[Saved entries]
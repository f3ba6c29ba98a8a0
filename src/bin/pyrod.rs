// Licensed under the Apache License, Version 2.0 (the "License");
// you may not use this file except in compliance with the License.
// You may obtain a copy of the License at
//
//     http://www.apache.org/licenses/LICENSE-2.0
//
// Unless required by applicable law or agreed to in writing, software
// distributed under the License is distributed on an "AS IS" BASIS,
// WITHOUT WARRANTIES OR CONDITIONS OF ANY KIND, either express or implied.
// See the License for the specific language governing permissions and
// limitations under the License.

use std::path::PathBuf;
use std::time::Instant;

use clap::Parser;
use serde_json::Value;
use serde_json::json;

use pyrod::config;
use pyrod::config::Config;
use pyrod::config::SerializableLevel;
use pyrod::config::ServerType;
use pyrod::expose::ExposedClass;
use pyrod::expose::ItemStream;
use pyrod::prelude::*;
use pyrod::server::Daemon;
use pyrod::utils;

/// RPC daemon speaking the PYRO object protocol, serving a small demo
/// object. Settings come from a RON config file overridden by these flags.
#[derive(Parser, Debug)]
#[command(name = "pyrod", version)]
struct Cli {
    /// Print a config file with default values to stdout and exit.
    #[arg(long)]
    print_default_config: bool,
    /// Path to the RON config file.
    #[arg(long)]
    config_file: Option<PathBuf>,
    #[arg(long)]
    host: Option<String>,
    #[arg(long)]
    port: Option<u16>,
    /// Serve on a unix domain socket instead of TCP.
    #[arg(long)]
    unixsocket: Option<PathBuf>,
    #[arg(long)]
    nathost: Option<String>,
    #[arg(long)]
    natport: Option<u16>,
    #[arg(long, value_enum)]
    servertype: Option<ServerType>,
    #[arg(long)]
    compression: Option<bool>,
    #[arg(long)]
    logwire: Option<bool>,
    #[arg(long)]
    log_file: Option<PathBuf>,
    #[arg(long, default_value = "info")]
    stderr_log_level: SerializableLevel,
    #[arg(long, default_value = "trace")]
    file_log_level: SerializableLevel,
}

struct Demo {
    started: Instant,
}

fn demo_class() -> Result<std::sync::Arc<ExposedClass>> {
    ExposedClass::builder::<Demo>("Demo")
        .constructor(|| Demo {
            started: Instant::now(),
        })
        .method("echo", |_, vargs, _| {
            Ok(vargs.into_iter().next().unwrap_or(Value::Null))
        })
        .method("uptime", |obj: &Demo, _, _| {
            Ok(json!(obj.started.elapsed().as_secs_f64()))
        })
        .stream_method("count_to", |_, vargs, _| {
            let n = vargs.first().and_then(Value::as_i64).unwrap_or(10);
            let stream: ItemStream = Box::new((0..n).map(|i| Ok(json!(i))));
            Ok(stream)
        })
        .build()
}

fn main() -> Result<()> {
    let cli = Cli::parse();
    if cli.print_default_config {
        config::print_default_config_and_exit();
    }

    let config_file = cli
        .config_file
        .clone()
        .unwrap_or_else(config::default_config_file);
    let mut config: Config = config::maybe_read_ron_file(&config_file)
        .location(loc!())?
        .unwrap_or_default();

    if let Some(host) = cli.host {
        config.host = host;
    }
    if let Some(port) = cli.port {
        config.port = port;
    }
    if cli.unixsocket.is_some() {
        config.unixsocket = cli.unixsocket;
    }
    if cli.nathost.is_some() {
        config.nathost = cli.nathost;
    }
    if cli.natport.is_some() {
        config.natport = cli.natport;
    }
    if let Some(servertype) = cli.servertype {
        config.servertype = servertype;
    }
    if let Some(compression) = cli.compression {
        config.compression = compression;
    }
    if let Some(logwire) = cli.logwire {
        config.logwire = logwire;
    }

    utils::init_logging(utils::LogOptions {
        stderr_level: cli.stderr_log_level.0,
        log_file: cli.log_file,
        file_level: cli.file_log_level.0,
    })
    .location(loc!())?;
    utils::exit_on_thread_panic();

    let daemon = Daemon::new(config).location(loc!())?;
    let uri = daemon
        .register(demo_class().location(loc!())?, Some("demo"), false)
        .location(loc!())?;
    info!("{}", daemon.info());
    println!("demo object uri: {uri}");

    // Serves until the process is terminated.
    daemon.request_loop().location(loc!())?;
    Ok(())
}
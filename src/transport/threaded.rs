// Licensed under the Apache License, Version 2.0 (the "License");
// you may not use this file except in compliance with the License.
// You may obtain a copy of the License at
//
//     http://www.apache.org/licenses/LICENSE-2.0
//
// Unless required by applicable law or agreed to in writing, software
// distributed under the License is distributed on an "AS IS" BASIS,
// WITHOUT WARRANTIES OR CONDITIONS OF ANY KIND, either express or implied.
// See the License for the specific language governing permissions and
// limitations under the License.

use std::io;
use std::sync::Arc;
use std::thread;
use std::time::Duration;
use std::time::Instant;

use crate::connection::ClientConnection;
use crate::errors;
use crate::prelude::*;
use crate::server::Daemon;
use crate::transport::Listener;

const ACCEPT_POLL_INTERVAL: Duration = Duration::from_millis(100);
const HOUSEKEEPING_INTERVAL: Duration = Duration::from_secs(2);

/// Thread-per-connection substrate: the calling thread polls the listener,
/// every accepted connection gets its own worker, and a housekeeper thread
/// sweeps periodically. Returns when the daemon starts shutting down.
pub(crate) fn run(daemon: &Arc<Daemon>, listener: Listener) -> Result<()> {
    listener.set_nonblocking(true).location(loc!())?;
    let housekeeper = spawn_housekeeper(daemon);

    while !daemon.is_shutting_down() {
        match listener.accept() {
            Ok(transport) => {
                let daemon = Arc::clone(daemon);
                let conn = ClientConnection::new(transport, Arc::clone(&daemon.must_shutdown));
                thread::Builder::new()
                    .name(format!("client-{}", conn.id().0))
                    .spawn(move || serve_client(&daemon, conn))
                    .map(|_handle| ())
                    .ignored(loc!());
            },
            Err(err) if err.kind() == io::ErrorKind::WouldBlock => {
                thread::sleep(ACCEPT_POLL_INTERVAL);
            },
            Err(err) => {
                error!("error accepting connection: {err}");
                thread::sleep(ACCEPT_POLL_INTERVAL);
            },
        }
    }

    // Worker threads notice the flag through their receive timeouts and
    // drain on their own; only the housekeeper is joined here.
    housekeeper.join().ok();
    Ok(())
}

fn serve_client(daemon: &Arc<Daemon>, mut conn: ClientConnection) {
    debug!("connection from {}", conn.peer());
    match daemon.handshake(&mut conn) {
        Ok(true) => loop {
            if let Err(err) = daemon.handle_request(&mut conn) {
                if !errors::is_connection_closed(&err) {
                    debug!("closing connection {} after error: {err:?}", conn.peer());
                }
                break;
            }
        },
        Ok(false) => {},
        Err(err) => debug!("handshake with {} failed: {err:?}", conn.peer()),
    }
    daemon.client_disconnect(&mut conn);
    debug!("disconnected {}", conn.peer());
}

fn spawn_housekeeper(daemon: &Arc<Daemon>) -> thread::JoinHandle<()> {
    let daemon = Arc::clone(daemon);
    thread::Builder::new()
        .name("housekeeper".to_owned())
        .spawn(move || {
            let mut last_sweep = Instant::now();
            while !daemon.is_shutting_down() {
                thread::sleep(ACCEPT_POLL_INTERVAL);
                if last_sweep.elapsed() >= HOUSEKEEPING_INTERVAL {
                    daemon.housekeeping();
                    last_sweep = Instant::now();
                }
            }
        })
        .expect("error starting housekeeper thread")
}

TASK: Every line above that has the string "move" needs to be copied.

SOLUTION TO THE PROBLEM:
                    .spawn(move || serve_client(&daemon, conn))
        .spawn(move || {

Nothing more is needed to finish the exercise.